NASA satellites are keeping a close watch on the massive wildfires burning in southern British Columbia.

A satellite captured today’s space view of the South Coast of the province: a massive thick blanket of wildfire smoke covers much of the Lower Mainland, the Strait of Georgia, the southern half of Vancouver Island and parts of the Olympic Peninsula in Washington State.

The smoke caused an eerily orange, Martian sky over the Metro Vancouver region this morning. Conditions improved by noon, but persisting smog and high concentrations of fine particulate matter prompted local officials to issue an air quality advisory.

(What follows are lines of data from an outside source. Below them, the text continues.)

use std::time::Duration;

use async_trait::async_trait;
use gilfoyle_core::{Collaborator, GilfoyleError, TaskDetail, TaskReference};
use serde_json::Value;

use crate::ports::TaskTracker;

/// Teamwork Projects client.
///
/// Authenticates with the API key as the basic-auth user and an empty
/// password.
pub struct TeamworkClient {
    http: reqwest::Client,
    base_url: String,
    api_key: String,
}

impl TeamworkClient {
    /// # Errors
    ///
    /// Returns [`GilfoyleError::Config`] if the HTTP client cannot be built.
    pub fn new(url: &str, api_key: &str) -> Result<Self, GilfoyleError> {
        let http = reqwest::Client::builder()
            .timeout(Duration::from_secs(30))
            .build()
            .map_err(|e| GilfoyleError::Config(format!("failed to create HTTP client: {e}")))?;
        Ok(Self {
            http,
            base_url: url.trim_end_matches('/').to_string(),
            api_key: api_key.to_string(),
        })
    }
}

#[async_trait]
impl TaskTracker for TeamworkClient {
    async fn get_task(&self, task: TaskReference) -> Result<TaskDetail, GilfoyleError> {
        let url = format!("{}/tasks/{}.json", self.base_url, task.0);
        let response = self
            .http
            .get(&url)
            .basic_auth(&self.api_key, Some(""))
            .header("Accept", "application/json")
            .send()
            .await
            .map_err(|e| GilfoyleError::transport(Collaborator::Teamwork, e))?;

        let status = response.status();
        if status == reqwest::StatusCode::NOT_FOUND {
            return Err(GilfoyleError::NotFound {
                collaborator: Collaborator::Teamwork,
                what: format!("task {task}"),
            });
        }
        if !status.is_success() {
            let body = response.text().await.unwrap_or_default();
            return Err(GilfoyleError::from_status(
                Collaborator::Teamwork,
                status.as_u16(),
                &body,
            ));
        }

        let body: Value = response
            .json()
            .await
            .map_err(|e| GilfoyleError::transport(Collaborator::Teamwork, e))?;
        parse_task(task, &body)
    }
}

/// Map a `GET /tasks/{id}.json` body onto a [`TaskDetail`].
///
/// # Errors
///
/// Returns [`GilfoyleError::PermanentCollaborator`] when the body has no
/// `todo-item` object.
///
/// # Examples
///
/// ```
/// use gilfoyle_core::TaskReference;
/// use gilfoyle_review::teamwork::parse_task;
///
/// let body = serde_json::json!({
///     "todo-item": { "id": 42, "content": "Fix login", "status": "new" }
/// });
/// let task = parse_task(TaskReference(42), &body).unwrap();
/// assert_eq!(task.title, "Fix login");
/// assert_eq!(task.priority, None);
/// ```
pub fn parse_task(task: TaskReference, body: &Value) -> Result<TaskDetail, GilfoyleError> {
    let item = body
        .get("todo-item")
        .filter(|v| v.is_object())
        .ok_or_else(|| GilfoyleError::PermanentCollaborator {
            collaborator: Collaborator::Teamwork,
            message: format!("task {task}: response has no todo-item"),
        })?;

    let text = |key: &str| {
        item.get(key)
            .and_then(Value::as_str)
            .map(str::trim)
            .filter(|s| !s.is_empty())
            .map(str::to_string)
    };

    let id = match item.get("id") {
        Some(Value::Number(n)) => n.as_u64(),
        Some(Value::String(s)) => s.parse().ok(),
        _ => None,
    }
    .unwrap_or(task.0);

    let tags = item
        .get("tags")
        .and_then(Value::as_array)
        .map(|tags| {
            tags.iter()
                .filter_map(|t| t.get("name").and_then(Value::as_str))
                .filter(|name| !name.is_empty())
                .map(str::to_string)
                .collect()
        })
        .unwrap_or_default();

    Ok(TaskDetail {
        id,
        title: text("content").unwrap_or_default(),
        description: text("description").unwrap_or_default(),
        status: text("status").unwrap_or_default(),
        priority: text("priority"),
        project: text("project-name"),
        responsible: text("responsible-party-names"),
        due_date: text("due-date"),
        tags,
    })
}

The smoke is sourced from wildfires burning across the province, particularly the interior regions. The closest major fires to Metro Vancouver are currently the 200 acre Sechelt wildfire, 60 kilometres northwest of Vancouver, and the 29,652 acre Pemberton fire just north of Whistler.

There are currently over 100 wildfires in B.C. larger than 25 acres in size, which is roughly equivalent to the area of Vancouver’s PlayLand amusement park.

Poor air conditions are expected to continue throughout the week as more hot and dry weather is in the forecast.

B.C. residents are reminded that a province-wide ban on the use of fireworks, campfires and open burning is in effect. The fire rating within the City of Vancouver, including Stanley Park, was also recently upgraded to ‘extreme’.